[DATA FOR THIS TASK]:
::::

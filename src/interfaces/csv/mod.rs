pub mod balance_writer;
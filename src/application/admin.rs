//! Manual overrides and withdrawals driven from the admin console.
//!
//! Every balance change here goes through the same conditional store
//! operations as the reconciler, so an admin acting at the same moment as a
//! provider callback cannot double-credit or double-debit.

use crate::domain::account::{Amount, OwnerId, SavingsAccount};
use crate::domain::phone::PhoneNumber;
use crate::domain::ports::SharedLedgerStore;
use crate::domain::reference::Reference;
use crate::domain::transaction::{SettleOutcome, Settlement};
use crate::domain::withdrawal::{Withdrawal, WithdrawalDecision, WithdrawalOutcome};
use crate::error::{PaymentError, Result};
use log::{info, warn};
use serde::Serialize;

/// Outcome of one entry in a bulk verification.
#[derive(Debug, Clone, PartialEq, Serialize)]
pub struct BulkVerifyResult {
    pub reference: String,
    pub outcome: BulkOutcome,
}

#[derive(Debug, Clone, PartialEq, Serialize)]
#[serde(rename_all = "snake_case", tag = "status", content = "detail")]
pub enum BulkOutcome {
    Verified,
    AlreadyFinal,
    NotFound,
    Error(String),
}

pub struct LedgerAdmin {
    store: SharedLedgerStore,
}

impl LedgerAdmin {
    pub fn new(store: SharedLedgerStore) -> Self {
        Self { store }
    }

    /// Confirms a pending deposit after manual review, crediting the owner.
    pub async fn verify_deposit(&self, reference: &Reference) -> Result<SettleOutcome> {
        let outcome = self
            .store
            .settle(reference, Settlement::manually_verified())
            .await?;
        match &outcome {
            SettleOutcome::Applied { .. } => info!("{} verified manually", reference),
            SettleOutcome::AlreadyTerminal(_) => {
                warn!("{} is already final; manual verification ignored", reference)
            }
            SettleOutcome::NotFound => {}
        }
        Ok(outcome)
    }

    /// Rejects a pending deposit, recording the reason in its audit trail.
    pub async fn reject_deposit(
        &self,
        reference: &Reference,
        reason: Option<&str>,
    ) -> Result<SettleOutcome> {
        let outcome = self
            .store
            .settle(reference, Settlement::rejected(reason))
            .await?;
        if let SettleOutcome::Applied { .. } = outcome {
            info!("{} rejected", reference);
        }
        Ok(outcome)
    }

    /// Verifies each reference independently; one failure does not stop the rest.
    pub async fn bulk_verify(&self, references: &[String]) -> Vec<BulkVerifyResult> {
        let mut results = Vec::with_capacity(references.len());
        for raw in references {
            let outcome = match raw.parse::<Reference>() {
                Err(e) => BulkOutcome::Error(e.to_string()),
                Ok(reference) => match self.verify_deposit(&reference).await {
                    Ok(SettleOutcome::Applied { .. }) => BulkOutcome::Verified,
                    Ok(SettleOutcome::AlreadyTerminal(_)) => BulkOutcome::AlreadyFinal,
                    Ok(SettleOutcome::NotFound) => BulkOutcome::NotFound,
                    Err(e) => BulkOutcome::Error(e.to_string()),
                },
            };
            results.push(BulkVerifyResult {
                reference: raw.clone(),
                outcome,
            });
        }
        results
    }

    pub async fn savings(&self, owner: &OwnerId) -> Result<SavingsAccount> {
        Ok(self
            .store
            .savings(owner)
            .await?
            .unwrap_or_else(|| SavingsAccount::new(owner.clone())))
    }

    /// Files a withdrawal request. The balance is checked here and again,
    /// atomically, when the request is approved.
    pub async fn request_withdrawal(
        &self,
        owner: OwnerId,
        amount: u64,
        phone_number: &str,
    ) -> Result<Withdrawal> {
        let amount = Amount::new(amount)?;
        let phone_number = PhoneNumber::normalize(phone_number)?;

        let account = self.savings(&owner).await?;
        if !account.balance.covers(amount) {
            return Err(PaymentError::InsufficientFunds {
                owner: owner.to_string(),
                balance: account.balance.0,
                requested: amount.value(),
            });
        }

        let withdrawal = self
            .store
            .insert_withdrawal(owner, amount, phone_number)
            .await?;
        info!(
            "Withdrawal {} of {} requested by {}",
            withdrawal.id, withdrawal.amount, withdrawal.owner_id
        );
        Ok(withdrawal)
    }

    pub async fn approve_withdrawal(&self, id: u64) -> Result<Withdrawal> {
        self.resolve(id, WithdrawalDecision::Approve).await
    }

    pub async fn reject_withdrawal(&self, id: u64) -> Result<Withdrawal> {
        self.resolve(id, WithdrawalDecision::Reject).await
    }

    async fn resolve(&self, id: u64, decision: WithdrawalDecision) -> Result<Withdrawal> {
        match self.store.resolve_withdrawal(id, decision).await? {
            WithdrawalOutcome::Resolved(withdrawal) => {
                info!("Withdrawal {} {:?}", id, withdrawal.status);
                Ok(withdrawal)
            }
            WithdrawalOutcome::AlreadyResolved(withdrawal) => Err(PaymentError::ValidationError(
                format!("Withdrawal {} is already {:?}", id, withdrawal.status),
            )),
            WithdrawalOutcome::NotFound => Err(PaymentError::NotFound(format!("Withdrawal {id}"))),
        }
    }
}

::::

[WHAT YOU NEED TO DO]: Extract, please, the lines from the start of the entries above through the one with "pub enum BulkOutcome", both included, reproducing each exactly and adding nothing.

[SOLVED EXERCISE]:
filename src/interfaces/csv/mod.rs
pub mod balance_writer;
filename src/application/admin.rs
//! Manual overrides and withdrawals driven from the admin console.
//!
//! Every balance change here goes through the same conditional store
//! operations as the reconciler, so an admin acting at the same moment as a
//! provider callback cannot double-credit or double-debit.

use crate::domain::account::{Amount, OwnerId, SavingsAccount};
use crate::domain::phone::PhoneNumber;
use crate::domain::ports::SharedLedgerStore;
use crate::domain::reference::Reference;
use crate::domain::transaction::{SettleOutcome, Settlement};
use crate::domain::withdrawal::{Withdrawal, WithdrawalDecision, WithdrawalOutcome};
use crate::error::{PaymentError, Result};
use log::{info, warn};
use serde::Serialize;

/// Outcome of one entry in a bulk verification.
#[derive(Debug, Clone, PartialEq, Serialize)]
pub struct BulkVerifyResult {
    pub reference: String,
    pub outcome: BulkOutcome,
}

#[derive(Debug, Clone, PartialEq, Serialize)]
#[serde(rename_all = "snake_case", tag = "status", content = "detail")]
pub enum BulkOutcome {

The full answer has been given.